**Problem:** Counting only lines below that hold "later", give the total alone.

**Collection entries:**
────────

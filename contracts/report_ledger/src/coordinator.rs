//! Request/callback bookkeeping for the external decryption oracle.
//!
//! A request forwards ciphertext handles to the oracle and records the
//! request id it hands back. The oracle answers later, in any order or not
//! at all, by invoking a callback entry point with the cleartexts and a
//! proof. Every callback is checked against the pending table and verified
//! by the oracle before anything is written, and each request id can be
//! applied once.

use soroban_sdk::{contractclient, symbol_short, Address, Bytes, Env, Symbol, Vec};

use crate::registry::{TTL_EXTEND_TO, TTL_THRESHOLD};
use crate::{
    aggregator, ciphertext, codec, events, registry, DecryptionTarget, LedgerError, PendingRequest,
    PlainRecord, ReportStatus,
};

const ORACLE: Symbol = symbol_short!("ORACLE");

pub const REVEAL_CALLBACK: &str = "handle_decryption_callback";
pub const COUNT_CALLBACK: &str = "handle_count_decryption_callback";

/// Interface the decryption oracle contract exposes to the ledger.
#[contractclient(name = "DecryptionOracleClient")]
pub trait DecryptionOracle {
    /// Queue `handles` for decryption. The oracle later invokes
    /// `callback_fn` on `callback` with `(request_id, cleartexts, proof)`.
    fn request_decryption(env: Env, handles: Vec<Bytes>, callback: Address, callback_fn: Symbol) -> u64;

    /// True when `proof` binds `cleartexts` to `request_id`.
    fn verify_decryption(env: Env, request_id: u64, cleartexts: Bytes, proof: Bytes) -> bool;
}

fn pending_key(request_id: u64) -> (Symbol, u64) {
    (symbol_short!("PENDING"), request_id)
}

pub(crate) fn set_oracle(env: &Env, oracle: &Address) {
    env.storage().instance().set(&ORACLE, oracle);
}

pub fn get_oracle(env: &Env) -> Option<Address> {
    env.storage().instance().get(&ORACLE)
}

pub fn get_pending(env: &Env, request_id: u64) -> Option<PendingRequest> {
    env.storage().persistent().get(&pending_key(request_id))
}

fn put_pending(env: &Env, request_id: u64, pending: &PendingRequest) {
    let key = pending_key(request_id);
    env.storage().persistent().set(&key, pending);
    env.storage()
        .persistent()
        .extend_ttl(&key, TTL_THRESHOLD, TTL_EXTEND_TO);
}

/// Send `handles` to the oracle and record the request it issues.
pub(crate) fn dispatch(
    env: &Env,
    handles: Vec<Bytes>,
    callback_fn: &str,
    target: DecryptionTarget,
    requester: &Address,
) -> Result<u64, LedgerError> {
    let oracle = get_oracle(env).ok_or(LedgerError::NotInitialized)?;
    let client = DecryptionOracleClient::new(env, &oracle);

    let request_id = match client.try_request_decryption(
        &handles,
        &env.current_contract_address(),
        &Symbol::new(env, callback_fn),
    ) {
        Ok(Ok(id)) => id,
        _ => return Err(LedgerError::OracleRequestFailed),
    };

    // An id the oracle has issued before can never be registered again.
    if get_pending(env, request_id).is_some() {
        return Err(LedgerError::InvalidRequest);
    }

    put_pending(
        env,
        request_id,
        &PendingRequest {
            target,
            requester: requester.clone(),
            requested_at: env.ledger().timestamp(),
            consumed: false,
        },
    );

    Ok(request_id)
}

/// Load an unconsumed pending request.
pub(crate) fn open_request(env: &Env, request_id: u64) -> Result<PendingRequest, LedgerError> {
    match get_pending(env, request_id) {
        Some(pending) if !pending.consumed => Ok(pending),
        _ => Err(LedgerError::InvalidRequest),
    }
}

/// Ask the oracle whether `proof` binds `cleartexts` to `request_id`.
pub(crate) fn verify_proof(
    env: &Env,
    request_id: u64,
    cleartexts: &Bytes,
    proof: &Bytes,
) -> Result<(), LedgerError> {
    let oracle = get_oracle(env).ok_or(LedgerError::NotInitialized)?;
    let client = DecryptionOracleClient::new(env, &oracle);

    match client.try_verify_decryption(&request_id, cleartexts, proof) {
        Ok(Ok(true)) => Ok(()),
        _ => Err(LedgerError::InvalidRequest), // rejected proofs consume nothing
    }
}

pub(crate) fn consume(env: &Env, request_id: u64, mut pending: PendingRequest) {
    pending.consumed = true;
    put_pending(env, request_id, &pending);
}

pub fn request_decryption(env: &Env, caller: &Address, report_id: u64) -> Result<u64, LedgerError> {
    let record = registry::get_encrypted(env, report_id).ok_or(LedgerError::ReportNotFound)?;
    if registry::view_plain(env, report_id).revealed {
        return Err(LedgerError::AlreadyRevealed);
    }

    let mut handles = Vec::new(env);
    handles.push_back(ciphertext::handle_to_transport(env, &record.title));
    handles.push_back(ciphertext::handle_to_transport(env, &record.body));
    handles.push_back(ciphertext::handle_to_transport(env, &record.category));

    let request_id = dispatch(
        env,
        handles,
        REVEAL_CALLBACK,
        DecryptionTarget::Report(report_id),
        caller,
    )?;
    registry::set_status(env, report_id, ReportStatus::DecryptionRequested);

    events::publish_decryption_requested(env, report_id, request_id, caller.clone());

    Ok(request_id)
}

pub fn handle_decryption_callback(
    env: &Env,
    request_id: u64,
    cleartexts: Bytes,
    proof: Bytes,
) -> Result<(), LedgerError> {
    let pending = open_request(env, request_id)?;
    let report_id = match &pending.target {
        DecryptionTarget::Report(id) => *id,
        DecryptionTarget::Category(_) => return Err(LedgerError::InvalidRequest),
    };

    verify_proof(env, request_id, &cleartexts, &proof)?;

    // A second request for the same report may still be pending after the
    // first one revealed it.
    if registry::view_plain(env, report_id).revealed {
        return Err(LedgerError::AlreadyRevealed);
    }

    let fields = codec::decode_report(env, &cleartexts)?;
    let counter_key = aggregator::get_counter_key(env).ok_or(LedgerError::NotInitialized)?;

    registry::write_plain(
        env,
        report_id,
        &PlainRecord {
            title: fields.title,
            body: fields.body,
            category: fields.category.clone(),
            revealed: true,
        },
    );
    registry::set_status(env, report_id, ReportStatus::Revealed);
    consume(env, request_id, pending);

    aggregator::on_category_revealed(env, &counter_key, &fields.category);

    events::publish_report_revealed(env, report_id, request_id, fields.category);

    Ok(())
}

────────

**Response:** 2